**What is expected:** Where the line containing "to flush recycled" appears in the records below, begin there and write out each line exactly until the last one, and nothing more.

Items listed in a dataset
++++++++

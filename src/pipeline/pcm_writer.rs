//! PCM writer element
//!
//! Writes audio buffers arriving on its sink pad into a WAV container. The
//! header is written with a zero data size when the first bytes go out and
//! rewritten with the real sizes at finalize.
//!
//! Payloads are written byte for byte, so the input must already be in WAV
//! sample order: L16 expects raw little-endian PCM as produced by
//! `AudioFrame` (not the big-endian output of `PcmAudioEncoder`), and PCMU
//! expects the encoder's mu-law bytes.
//!
//! Incoming buffers are held (zero-copy) until `handle_process` flushes them
//! to the underlying stream, or until the upstream recycles them, which
//! flushes everything up to and including that buffer so byte order is kept.

use std::fs::File;
use std::io::{BufWriter, Seek, SeekFrom, Write};
use std::path::Path;

use crate::error::{Error, Result};
use crate::media::{AudioCodecId, AudioCodecInfo, BufferId, BufferInfo, MediaBuffer, MediaKind};

use super::element::{BufferMessage, Element, ElementConfig, PadOutput};

/// Byte offset of the RIFF chunk size field
const WAV_RIFF_SIZE_OFFSET: u64 = 4;

/// Byte offset of the data chunk size field
const WAV_DATA_SIZE_OFFSET: u64 = 40;

/// Size of the canonical WAV header
const WAV_HEADER_SIZE: u32 = 44;

/// Size of the fmt chunk body
const WAV_FMT_CHUNK_SIZE: u32 = 16;

/// WAVE format tag for linear PCM
const WAVE_FORMAT_PCM: u16 = 1;

/// WAVE format tag for G.711 mu-law
const WAVE_FORMAT_MULAW: u16 = 7;

/// RIFF and data chunk sizes for `data_size` payload bytes, saturated at
/// the 4 GiB limit of the 32-bit size fields
fn chunk_sizes(data_size: u64) -> (u32, u32) {
    let max_data = u32::MAX - (WAV_HEADER_SIZE - 8);
    let data = u32::try_from(data_size).unwrap_or(max_data).min(max_data);
    (WAV_HEADER_SIZE - 8 + data, data)
}

/// Writes PCM audio to a WAV stream
///
/// Place it before the encoder for L16 and after it for PCMU.
pub struct PcmWriter<W: Write + Seek + Send> {
    name: String,
    stream: Option<W>,
    codec: Option<AudioCodecInfo>,
    header_written: bool,
    data_size: u64,
    held: Vec<MediaBuffer>,
    finalized: bool,
}

impl PcmWriter<BufWriter<File>> {
    /// Create a writer backed by a new file
    pub fn create(name: impl Into<String>, path: impl AsRef<Path>) -> Result<Self> {
        let file = File::create(path.as_ref())?;
        Ok(Self::new(name, BufWriter::new(file)))
    }
}

impl<W: Write + Seek + Send> PcmWriter<W> {
    /// Create a writer over any seekable stream
    pub fn new(name: impl Into<String>, stream: W) -> Self {
        Self {
            name: name.into(),
            stream: Some(stream),
            codec: None,
            header_written: false,
            data_size: 0,
            held: Vec::new(),
            finalized: false,
        }
    }

    /// Payload bytes written to the stream so far
    pub fn bytes_written(&self) -> u64 {
        self.data_size
    }

    /// Number of buffers waiting to be written
    pub fn pending(&self) -> usize {
        self.held.len()
    }

    /// Finalize and give back the underlying stream
    pub fn into_inner(mut self) -> Result<W> {
        self.finish()?;
        self.stream
            .take()
            .ok_or_else(|| Error::Pipeline(format!("'{}' has no stream", self.name)))
    }

    fn format_tag(codec: &AudioCodecInfo) -> u16 {
        match codec.codec {
            AudioCodecId::PcmMulaw8k => WAVE_FORMAT_MULAW,
            _ => WAVE_FORMAT_PCM,
        }
    }

    fn write_header(stream: &mut W, codec: &AudioCodecInfo, data_size: u32) -> std::io::Result<()> {
        let bytes_per_sample = codec.codec.bytes_per_sample().unwrap_or(2);
        let block_align = codec.channels * bytes_per_sample;
        let byte_rate = codec.sample_rate * u32::from(block_align);

        stream.write_all(b"RIFF")?;
        stream.write_all(&chunk_sizes(u64::from(data_size)).0.to_le_bytes())?;
        stream.write_all(b"WAVE")?;

        stream.write_all(b"fmt ")?;
        stream.write_all(&WAV_FMT_CHUNK_SIZE.to_le_bytes())?;
        stream.write_all(&Self::format_tag(codec).to_le_bytes())?;
        stream.write_all(&codec.channels.to_le_bytes())?;
        stream.write_all(&codec.sample_rate.to_le_bytes())?;
        stream.write_all(&byte_rate.to_le_bytes())?;
        stream.write_all(&block_align.to_le_bytes())?;
        stream.write_all(&(bytes_per_sample * 8).to_le_bytes())?;

        stream.write_all(b"data")?;
        stream.write_all(&data_size.to_le_bytes())?;
        Ok(())
    }

    /// Write the first `count` held buffers
    fn write_held(&mut self, count: usize) -> Result<()> {
        if count == 0 {
            return Ok(());
        }
        let codec = self
            .codec
            .ok_or_else(|| Error::configuration(self.name.clone(), "not initialized"))?;
        let stream = self
            .stream
            .as_mut()
            .ok_or_else(|| Error::Pipeline(format!("'{}' is already finalized", self.name)))?;

        if !self.header_written {
            Self::write_header(stream, &codec, 0)?;
            self.header_written = true;
        }
        for buffer in self.held.drain(..count) {
            stream.write_all(buffer.payload())?;
            self.data_size += buffer.len() as u64;
        }
        Ok(())
    }

    fn finish(&mut self) -> Result<()> {
        if self.finalized {
            return Ok(());
        }
        self.finalized = true;

        if self.codec.is_none() {
            self.held.clear();
            return Ok(());
        }
        self.write_held(self.held.len())?;

        let Some(stream) = self.stream.as_mut() else {
            return Ok(());
        };
        if self.header_written {
            let (riff_size, data_size) = chunk_sizes(self.data_size);
            stream.seek(SeekFrom::Start(WAV_RIFF_SIZE_OFFSET))?;
            stream.write_all(&riff_size.to_le_bytes())?;
            stream.seek(SeekFrom::Start(WAV_DATA_SIZE_OFFSET))?;
            stream.write_all(&data_size.to_le_bytes())?;
            stream.seek(SeekFrom::End(0))?;
        }
        stream.flush()?;

        tracing::info!(
            element = %self.name,
            bytes = self.data_size,
            "PCM writer finalized"
        );
        Ok(())
    }
}

impl<W: Write + Seek + Send> Element for PcmWriter<W> {
    fn name(&self) -> &str {
        &self.name
    }

    fn sink_pads(&self) -> &[&'static str] {
        &["sink"]
    }

    fn init(&mut self, config: &ElementConfig) -> Result<()> {
        let ElementConfig::Audio(codec) = config else {
            return Err(Error::configuration(self.name.clone(), "expects an audio stream"));
        };
        if codec.codec.bytes_per_sample().is_none() {
            return Err(Error::configuration(
                self.name.clone(),
                format!("cannot store {} as PCM", codec.codec.name()),
            ));
        }
        if codec.sample_rate == 0 || codec.channels == 0 {
            return Err(Error::configuration(
                self.name.clone(),
                format!("invalid format {} Hz x {} channels", codec.sample_rate, codec.channels),
            ));
        }
        self.codec = Some(*codec);
        Ok(())
    }

    fn process_chain(&mut self, _pad: &str, message: BufferMessage, _out: &mut PadOutput) -> Result<()> {
        let codec = self
            .codec
            .ok_or_else(|| Error::configuration(self.name.clone(), "not initialized"))?;
        if self.finalized {
            return Err(Error::Pipeline(format!("'{}' is already finalized", self.name)));
        }

        let buffer = message.buffer;
        if buffer.kind() != MediaKind::Audio {
            return Err(Error::Malformed(format!("'{}' only accepts audio", self.name)));
        }
        if let BufferInfo::Audio {
            sample_rate,
            channels,
        } = buffer.info()
        {
            if sample_rate != codec.sample_rate || channels != codec.channels {
                return Err(Error::Malformed(format!(
                    "'{}' expects {} Hz x {}, got {sample_rate} Hz x {channels}",
                    self.name, codec.sample_rate, codec.channels
                )));
            }
        }

        self.held.push(buffer);
        Ok(())
    }

    fn recycle(&mut self, buffer: BufferId) {
        let Some(position) = self.held.iter().position(|b| b.id() == buffer) else {
            return;
        };
        if let Err(e) = self.write_held(position + 1) {
            tracing::warn!(element = %self.name, error = %e, "Failed to flush recycled buffer");
            if let Some(position) = self.held.iter().position(|b| b.id() == buffer) {
                self.held.drain(..=position);
            }
        }
    }

    fn handle_process(&mut self) -> Result<()> {
        self.write_held(self.held.len())?;
        if let Some(stream) = self.stream.as_mut() {
            stream.flush()?;
        }
        Ok(())
    }

    fn finalize(&mut self) -> Result<()> {
        self.finish()
    }
}

impl<W: Write + Seek + Send> Drop for PcmWriter<W> {
    fn drop(&mut self) {
        if let Err(e) = self.finish() {
            tracing::warn!(element = %self.name, error = %e, "PCM writer finalize on drop failed");
        }
    }
}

++++++++

**Solution to this exercise:**
            tracing::warn!(element = %self.name, error = %e, "Failed to flush recycled buffer");
            if let Some(position) = self.held.iter().position(|b| b.id() == buffer) {
                self.held.drain(..=position);
            }
        }
    }

    fn handle_process(&mut self) -> Result<()> {
        self.write_held(self.held.len())?;
        if let Some(stream) = self.stream.as_mut() {
            stream.flush()?;
        }
        Ok(())
    }

    fn finalize(&mut self) -> Result<()> {
        self.finish()
    }
}

impl<W: Write + Seek + Send> Drop for PcmWriter<W> {
    fn drop(&mut self) {
        if let Err(e) = self.finish() {
            tracing::warn!(element = %self.name, error = %e, "PCM writer finalize on drop failed");
        }
    }
}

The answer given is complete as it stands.